The most probable ignition mechanism was particle impact on the filter during the initial flow transient after the fire fighter opened the cylinder valve. This ignition led to the burning of the regulator?s aluminum body which caused the flash. Particle impact has been shown to be one of the most efficient mechanisms for directly igniting metallic components in a high-pressure oxygen environment. Particle impact ignitions occur when a metallic particle contained in the oxygen flow contacts a rigid surface and ignites. The ignition of the particle then promotes ignition of the target material.
With the exception of aluminum, testing indicates that the particle itself must ignite during the impact event for an ignition of the target material to occur. For aluminum, however, even inert particles, such as grains of sand, have been shown to cause ignition of the target material. Testing also indicates that aluminum particles, such as would be produced from the aluminum cylinder, are susceptible to ignition when they are in an oxygen flow stream. Aluminum has been proven to ignite by particle impact at low temperatures and at sonic flow rates similar to the conditions that exist in the valve and regulator assembly. The aluminum is flammable at pressures as low as 35 pounds per square inch gauge (psig) and has been shown to ignite by particle impact at the flow and temperature conditions present in the valve at the time of the incident.
In this incident, tests show that the particle traveled with the oxygen downstream (into the regulator) and ignited as it made contact with the bronze sintered-inlet filter. Testing indicates that while bronze has been shown to resist ignition and sustained combustion at these pressures, the thin cross-section of the filter and the very close proximity to the aluminum body provides for a kindling path to the aluminum body for particle impact ignitions on the surface of the filter. While bronze is resistant to ignition, experience has shown that sintered filters can melt and break apart when exposed to a strong ignition mechanism like particle impact.
The regulator involved in the incident was an aluminum body regulator with a bronze sintered-inlet filter housed inside an aluminum downstream flow path. The design of the high-pressure section provides minimal protection of the highly flammable aluminum to promoted ignition mechanisms. Further, the significant amount of aluminum in this regulator, directly exposed to the high pressure environment and oxygen flow, produced a design that is susceptible to an ignition. The design also allows for combustion in the high-pressure port to punch through the main seat in the regulator directly and progress into the piston barrel leading to rapid involvement of the low-pressure components and venting of combustion by-products outward (through the vent ports), potentially towards the operator... Bronze or brass, which are both non flammable at the pressures in the regulator and do not ignite by particle impact, act as a shield between the particle that ignites and the aluminum body. In this type of design, a particle ignition usually will burn itself out before kindling the ignition and combustion of surrounding materials.
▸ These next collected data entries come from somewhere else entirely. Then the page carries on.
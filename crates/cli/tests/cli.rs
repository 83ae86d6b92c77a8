use assert_cmd::Command;
use predicates::prelude::*;

fn cli() -> Command {
    let mut cmd = Command::cargo_bin("backoffice-cli").expect("bin");
    cmd.env_remove("RUST_LOG")
        .env_remove("BACKOFFICE_CONFIG")
        .env("BACKOFFICE_API_URL", "http://127.0.0.1:9/api");
    cmd
}

#[test]
fn help_lists_commands() {
    cli()
        .arg("--help")
        .assert()
        .success()
        .stdout(predicate::str::contains("login"))
        .stdout(predicate::str::contains("toggle"))
        .stdout(predicate::str::contains("update"));
}

#[test]
fn list_without_session_fails() {
    let tmp = tempfile::tempdir().expect("tempdir");
    let session = tmp.path().join("session.json");

    cli()
        .env("BACKOFFICE_SESSION_FILE", &session)
        .args(["list", "clients"])
        .assert()
        .failure()
        .stderr(predicate::str::contains("Not logged in"));
}

#[test]
fn whoami_reads_persisted_session() {
    let tmp = tempfile::tempdir().expect("tempdir");
    let session = tmp.path().join("session.json");
    std::fs::write(
        &session,
        r#"{"token":{"token":"abc","clientId":7,"userName":"ops"}}"#,
    )
    .expect("write session");

    cli()
        .env("BACKOFFICE_SESSION_FILE", &session)
        .arg("whoami")
        .assert()
        .success()
        .stdout(predicate::str::contains("ops"))
        .stdout(predicate::str::contains("7"));
}

#[test]
fn logout_clears_session() {
    let tmp = tempfile::tempdir().expect("tempdir");
    let session = tmp.path().join("session.json");
    std::fs::write(&session, r#"{"token":{"token":"abc","clientId":7}}"#).expect("write session");

    cli()
        .env("BACKOFFICE_SESSION_FILE", &session)
        .arg("logout")
        .assert()
        .success();

    cli()
        .env("BACKOFFICE_SESSION_FILE", &session)
        .arg("whoami")
        .assert()
        .failure()
        .stderr(predicate::str::contains("Not logged in"));
}

#[test]
fn unknown_entity_is_a_usage_error() {
    cli()
        .args(["list", "planets"])
        .assert()
        .failure()
        .stderr(predicate::str::contains("Unknown entity"));
}

#[test]
fn create_rejects_malformed_field() {
    cli()
        .args(["create", "role", "-f", "name"])
        .assert()
        .failure()
        .stderr(predicate::str::contains("expected key=value"));
}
This was a real eye opening report and very educational, especially with regard to the recommendations at the end (I'm only copying the most pertinent ones but they are all worth reading):
Recommendation #1: Fire departments should use oxygen regulators constructed of materials having an oxygen compatibility equivalent to brass.
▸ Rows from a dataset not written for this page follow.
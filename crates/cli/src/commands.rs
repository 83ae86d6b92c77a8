//! Command handlers
//!
//! Each handler builds the same controllers the desktop pages use and
//! prints the resulting notices instead of toasting them.

use std::io::{self, BufRead, Write};
use std::time::Duration;

use anyhow::{Context, Result, anyhow, bail};
use colored::Colorize;

use backoffice_api::ApiClient;
use backoffice_console::toggle::reduce;
use backoffice_console::{
    ConsoleContext, FormController, FormMode, ListController, PrefillOutcome, StatusToggle,
    SubmitOutcome, confirm_prompt, fetch_for_edit, sign_in, sign_in_failure, sign_out, submit,
};
use backoffice_core::{
    ConsoleConfig, ConsoleError, Credentials, EntityKind, RecordApi, RecordId,
};

use crate::output;
use crate::{Cli, Command};

type Ctx = ConsoleContext<ApiClient>;

/// Run one parsed command line
pub async fn run(cli: Cli) -> Result<()> {
    let config = ConsoleConfig::load(cli.config.as_deref()).context("loading configuration")?;
    tracing::debug!("API base URL: {}", config.base_url());

    match cli.command {
        Command::Login { user, password } => login(config, user, password).await,
        Command::Logout => logout(&config),
        Command::Whoami => whoami(&config, cli.json),
        Command::List {
            entity,
            search,
            page,
            building,
        } => {
            let ctx = connect(config)?;
            list(&ctx, entity, search, page, building, cli.json).await
        }
        Command::Show { entity, id } => {
            let ctx = connect(config)?;
            show(&ctx, entity, id, cli.json).await
        }
        Command::Toggle { entity, id, yes } => {
            let ctx = connect(config)?;
            toggle(&ctx, entity, id, yes).await
        }
        Command::Create { entity, fields } => {
            let ctx = connect(config)?;
            let mut form = FormController::new(entity, FormMode::Create);
            apply_fields(&mut form, &fields)?;
            save(&ctx, form).await
        }
        Command::Update {
            entity,
            id,
            fields,
            old_password,
            new_password,
        } => {
            let ctx = connect(config)?;
            update(&ctx, entity, id, fields, old_password, new_password).await
        }
    }
}

/// Context for commands that need a signed-in session
fn connect(config: ConsoleConfig) -> Result<Ctx> {
    let store = config.session_store()?;
    let session = store.load().map_err(|e| match e {
        ConsoleError::NotLoggedIn => anyhow!("Not logged in; run `backoffice-cli login` first"),
        other => anyhow!(other),
    })?;
    let api = ApiClient::from_config(&config)?.with_session(&session);
    Ok(ConsoleContext::new(api, session, config))
}

// ============================================================================
// Session
// ============================================================================

async fn login(config: ConsoleConfig, user: String, password: String) -> Result<()> {
    let api = ApiClient::from_config(&config)?;
    let store = config.session_store()?;
    let credentials = Credentials::new(user, password);

    let session = sign_in(&api, &store, &credentials)
        .await
        .map_err(|e| anyhow!(sign_in_failure(&e)))?;

    println!("{} Login successful", "✓".green().bold());
    println!("  tenant:  {}", session.client_id);
    println!("  session: {}", store.path().display());
    Ok(())
}

fn logout(config: &ConsoleConfig) -> Result<()> {
    let store = config.session_store()?;
    sign_out(&store)?;
    println!("Signed out");
    Ok(())
}

fn whoami(config: &ConsoleConfig, json: bool) -> Result<()> {
    let store = config.session_store()?;
    let session = match store.load() {
        Ok(session) => session,
        Err(ConsoleError::NotLoggedIn) => bail!("Not logged in"),
        Err(e) => return Err(e.into()),
    };

    if json {
        println!("{}", serde_json::to_string_pretty(&session)?);
        return Ok(());
    }

    println!("operator: {}", session.display_name().unwrap_or("Operator"));
    println!("tenant:   {}", session.client_id);
    println!("api:      {}", config.base_url());
    Ok(())
}

// ============================================================================
// Records
// ============================================================================

async fn list(
    ctx: &Ctx,
    kind: EntityKind,
    search: Option<String>,
    page: usize,
    building: Option<RecordId>,
    json: bool,
) -> Result<()> {
    if building.is_some() && kind != EntityKind::Room {
        bail!("--building only applies to rooms");
    }

    let mut list = ListController::new(kind, ctx.page_size());
    if let Some(notice) = list.load(&ctx.api).await {
        bail!(notice.text);
    }
    list.set_building_filter(building);
    if let Some(query) = search {
        list.set_search(query);
    }
    list.go_to(page)?;

    if json {
        let rows: Vec<_> = list.visible().into_iter().cloned().map(|r| r.into_value()).collect();
        println!("{}", serde_json::to_string_pretty(&rows)?);
        return Ok(());
    }

    if list.filtered_len() == 0 {
        println!("No {} found", kind.plural_name().to_lowercase());
        return Ok(());
    }

    println!("{}", output::list_table(&list));
    println!();
    println!("{}", output::page_footer(&list).dimmed());
    Ok(())
}

async fn show(ctx: &Ctx, kind: EntityKind, id: RecordId, json: bool) -> Result<()> {
    let record = ctx
        .api
        .get_by_id(kind, id)
        .await?
        .ok_or(ConsoleError::RecordNotFound { entity: kind, id })?;

    if json {
        println!("{}", serde_json::to_string_pretty(&record.into_value())?);
    } else {
        println!("{}", output::record_details(&record));
    }
    Ok(())
}

async fn toggle(ctx: &Ctx, kind: EntityKind, id: RecordId, yes: bool) -> Result<()> {
    let current = ctx.api.get_by_id(kind, id).await?;

    let mut gate = StatusToggle::new();
    gate.request(id)?;

    if !yes && !confirm(&confirm_prompt(kind, current.as_ref()))? {
        gate.cancel();
        println!("Cancelled");
        return Ok(());
    }

    let outcome = gate.confirm_and_send(&ctx.api, kind).await?;
    let mut records: Vec<_> = current.into_iter().collect();
    let notice = reduce(&mut records, &outcome);
    if !outcome.is_success() {
        bail!(notice.text);
    }

    output::print_notice(&notice);
    if let Some(record) = records.first() {
        println!("  {} #{} is now {}", kind, id, output::status_text(record));
    }
    Ok(())
}

/// Ask a yes/no question on the terminal; anything but `y` declines
fn confirm(question: &str) -> Result<bool> {
    print!("{} [y/N] ", question);
    io::stdout().flush()?;

    let mut answer = String::new();
    io::stdin().lock().read_line(&mut answer)?;
    Ok(matches!(answer.trim().to_lowercase().as_str(), "y" | "yes"))
}

// ============================================================================
// Forms
// ============================================================================

async fn update(
    ctx: &Ctx,
    kind: EntityKind,
    id: RecordId,
    fields: Vec<(String, String)>,
    old_password: Option<String>,
    new_password: Option<String>,
) -> Result<()> {
    let mut form = FormController::new(kind, FormMode::Edit(id));
    match fetch_for_edit(&ctx.api, kind, id).await {
        PrefillOutcome::Loaded(record) => form.prefill(record),
        PrefillOutcome::Missing { notice, .. } => bail!(notice.text),
    }
    apply_fields(&mut form, &fields)?;

    if old_password.is_some() || new_password.is_some() {
        if !form.offers_password_change() {
            bail!("Password change is only available when updating a user");
        }
        form.set_password_enabled(true);
        form.set_old_password(old_password.unwrap_or_default());
        form.set_new_password(new_password.unwrap_or_default());
    }

    save(ctx, form).await
}

/// Copy `key=value` arguments into a form, rejecting keys it does not have
pub fn apply_fields(form: &mut FormController, fields: &[(String, String)]) -> Result<()> {
    for (key, value) in fields {
        let Some(spec) = form.fields().iter().find(|f| f.key == key.as_str()) else {
            let known: Vec<&str> = form.fields().iter().map(|f| f.key).collect();
            bail!(
                "Unknown field '{}' for {}; expected one of: {}",
                key,
                form.kind(),
                known.join(", ")
            );
        };
        form.set(spec.key, value.clone());
    }
    Ok(())
}

async fn save(ctx: &Ctx, form: FormController) -> Result<()> {
    // The terminal has no page to linger on, so no redirect delay.
    match submit(&ctx.api, &ctx.session, &form, Duration::ZERO).await {
        SubmitOutcome::Saved { notice, .. } => {
            output::print_notice(&notice);
            Ok(())
        }
        SubmitOutcome::Invalid(report) => {
            output::print_field_errors(&report.errors);
            bail!("Validation failed");
        }
        SubmitOutcome::Failed(notice) => bail!(notice.text),
    }
}

#[cfg(test)]
mod tests {
    use super::*;

    fn pairs(items: &[(&str, &str)]) -> Vec<(String, String)> {
        items
            .iter()
            .map(|(k, v)| (k.to_string(), v.to_string()))
            .collect()
    }

    #[test]
    fn test_apply_fields_sets_values() {
        let mut form = FormController::new(EntityKind::Building, FormMode::Create);
        apply_fields(&mut form, &pairs(&[("name", "Tower A")])).unwrap();
        assert_eq!(form.values().get("name"), "Tower A");
    }

    #[test]
    fn test_apply_fields_rejects_unknown_key() {
        let mut form = FormController::new(EntityKind::Building, FormMode::Create);
        let err = apply_fields(&mut form, &pairs(&[("colour", "blue")])).unwrap_err();
        let message = err.to_string();
        assert!(message.contains("Unknown field 'colour'"));
        assert!(message.contains("name"));
    }

    #[test]
    fn test_apply_fields_last_value_wins() {
        let mut form = FormController::new(EntityKind::Building, FormMode::Create);
        apply_fields(&mut form, &pairs(&[("name", "A"), ("name", "B")])).unwrap();
        assert_eq!(form.values().get("name"), "B");
    }
}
DISCUSSION: Aluminum alloys are attractive candidate materials for pressure vessels because of their high strength-to-weight ratios. High pressure oxygen system components for portable or flight use must be lightweight, so it may appear to be desirable to build their housings from such lightweight metals as aluminum. The use of aluminum alloys in lines, valves, and other components should be avoided whenever possible because they easily ignite in high-pressure oxygen, burn rapidly, and have very high heats of combustion. Aluminum is ignited exceptionally easily by friction because the wear destroys its protective oxide layer.
Aluminum is easily ignited by particle impact, and aluminum particulate is a far more effective ignition source than many other metal particulate tested to date (titanium particulate has not been tested). High-pressure oxygen systems fabricated from aluminum must be designed with extreme care to eliminate particulate. Testing has shown that aluminum is substantially more flammable in oxygen than brass or other high copper or high nickel alloys.7
Sources indicate that commonly used aluminum alloys can easily burn in the presence of high-pressure pure oxygen once an ignition is present. Thus, aluminum will burn in pure oxygen at a pressure of 35 pounds per square inch (psi) (this is about twice the normal atmospheric pressure) whereas some brass alloys require over 5000 psi of pure oxygen to burn. Aluminum will also produce approximately 10 times the amount of heat provided by copper alloys when burning.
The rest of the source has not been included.